Molybdenum is a very hard white-silver metal, but it is softer and denser than tungsten. It has one of the highest melting points of all pure elements.

Molybdenum applications

Molybdenum is a valuable alloying agent, as it contributes to hardness and improves the strength of steel at high temperatures. It is used in alloys, electrodes, and catalysts. Molybdenum is used in electrodes and glassware, nuclear power applications, rocket and aircraft parts, and as a catalyst in refining oil. It still has applications as a material in electronic and electrical devices. Molybdenum is an essential trace element in plant nutrition. Some arid soils may lack this element.

Molybdenum in the environment

Molybdenum differs from other soil micronutrients in that it is less soluble in acidic and more soluble in alkaline soils. Hence, its availability to plants depends on soil pH and drainage conditions. Some plants can absorb up to 500 ppm of molybdenum in alkaline soils.

Impact of molybdenum on human health

Based on animal experiments, molybdenum and its compounds appear highly toxic. In chronic exposure to molybdenum, evidence of liver dysfunction with hyperbilirubinemia has been reported, as arthritis with knee, hand, and foot pain, with arthritic deformities, erythema, and edema.

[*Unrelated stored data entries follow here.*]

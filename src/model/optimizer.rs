//! Optimization algorithms for the trainable model head

use ndarray::{Array1, Array2};

/// Applies gradient updates to a weight matrix / bias vector pair.
///
/// One optimizer instance owns the state for one model; a fresh instance
/// is created per training run so no moment estimates leak between
/// configurations.
pub trait Optimizer {
    /// Update weights given gradients
    fn update_weights(&mut self, weights: &mut Array2<f64>, gradients: &Array2<f64>);

    /// Update biases given gradients
    fn update_biases(&mut self, biases: &mut Array1<f64>, gradients: &Array1<f64>);

    /// Reset optimizer state (for a new training run)
    fn reset(&mut self);
}

/// Adam optimizer (Adaptive Moment Estimation)
#[derive(Debug, Clone)]
pub struct Adam {
    pub learning_rate: f64,
    pub beta1: f64,
    pub beta2: f64,
    pub epsilon: f64,
    t: usize,
    m_w: Option<Array2<f64>>,
    v_w: Option<Array2<f64>>,
    m_b: Option<Array1<f64>>,
    v_b: Option<Array1<f64>>,
}

impl Adam {
    pub fn new(learning_rate: f64) -> Self {
        Self {
            learning_rate,
            beta1: 0.9,
            beta2: 0.999,
            epsilon: 1e-8,
            t: 0,
            m_w: None,
            v_w: None,
            m_b: None,
            v_b: None,
        }
    }
}

impl Optimizer for Adam {
    fn update_weights(&mut self, weights: &mut Array2<f64>, gradients: &Array2<f64>) {
        // One step per weight update; the paired bias update uses the same t
        self.t += 1;

        let m = self.m_w.get_or_insert_with(|| Array2::zeros(weights.dim()));
        let v = self.v_w.get_or_insert_with(|| Array2::zeros(weights.dim()));

        *m = &*m * self.beta1 + gradients * (1.0 - self.beta1);
        *v = &*v * self.beta2 + &(gradients * gradients) * (1.0 - self.beta2);

        let m_hat = &*m / (1.0 - self.beta1.powi(self.t as i32));
        let v_hat = &*v / (1.0 - self.beta2.powi(self.t as i32));

        *weights =
            &*weights - &(&m_hat * self.learning_rate / &(v_hat.mapv(f64::sqrt) + self.epsilon));
    }

    fn update_biases(&mut self, biases: &mut Array1<f64>, gradients: &Array1<f64>) {
        let m = self.m_b.get_or_insert_with(|| Array1::zeros(biases.len()));
        let v = self.v_b.get_or_insert_with(|| Array1::zeros(biases.len()));

        *m = &*m * self.beta1 + gradients * (1.0 - self.beta1);
        *v = &*v * self.beta2 + &(gradients * gradients) * (1.0 - self.beta2);

        let t = self.t.max(1);
        let m_hat = &*m / (1.0 - self.beta1.powi(t as i32));
        let v_hat = &*v / (1.0 - self.beta2.powi(t as i32));

        *biases =
            &*biases - &(&m_hat * self.learning_rate / &(v_hat.mapv(f64::sqrt) + self.epsilon));
    }

    fn reset(&mut self) {
        self.t = 0;
        self.m_w = None;
        self.v_w = None;
        self.m_b = None;
        self.v_b = None;
    }
}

Molybdenum is essential for all types of organisms. Although, as with other trace elements, small quantities are essential, high doses can be highly toxic. Animal experiments have shown that excessive intake of molybdenum causes fetal deformities, diarrhea, growth retardation, infertility, low birth weight, and gout. It can also affect the lungs, kidneys, and liver. Tungsten is a competitive molybdenum Inhibitor. Dietary intake of tungsten reduces the concentration of molybdenum in the tissues.

The average daily molybdenum intake varies between 0.12 and 0.24 mg, depending on its food content. Dietary sources of molybdenum include beans, peas, red meats, eggs, sunflower seeds, wheat flour, lentils, cucumbers, and whole grains. It is a trace element essential in the oxidation systems of xanthine, aldehydes, and sulfites (metabolism of sulfur-containing amino acids). Molybdenum also participates in the mitochondrial enzyme amidoxime reductase. Xanthine oxidase catalyzes the oxidative hydroxylation of purines and pyrimidines to uric acid, aldehyde oxidase oxidizes purines, pyrimidines and pteridines and participates in the metabolism of nicotinic acid. The activity of xanthine oxidase is directly proportional to the amount of molybdenum in the body. However, the exceptionally high concentration of molybdenum reverses the trend and can act as an inhibitor of purine catabolism and other processes. Molybdenum concentration also affects protein synthesis, metabolism, and growth. Deficiency or absence of sulfur oxidase results in neurological symptoms and premature death. People with severe molybdenum deficiency and malfunction of the sulfur oxidase enzyme are prone to toxic reactions to sulfites found in many foods. Reduced molybdenum intake through food can lead to decreased urinary molybdenum excretion, low serum uric acid, and excess urinary xanthine excretion. Molybdenum deficiency has been reported in genetic metabolism defects and patients receiving total parenteral nutrition. Although most consider molybdenum deficiency uncommon, an Austrian study of 1750 patients found that 41.5% had molybdenum deficiency.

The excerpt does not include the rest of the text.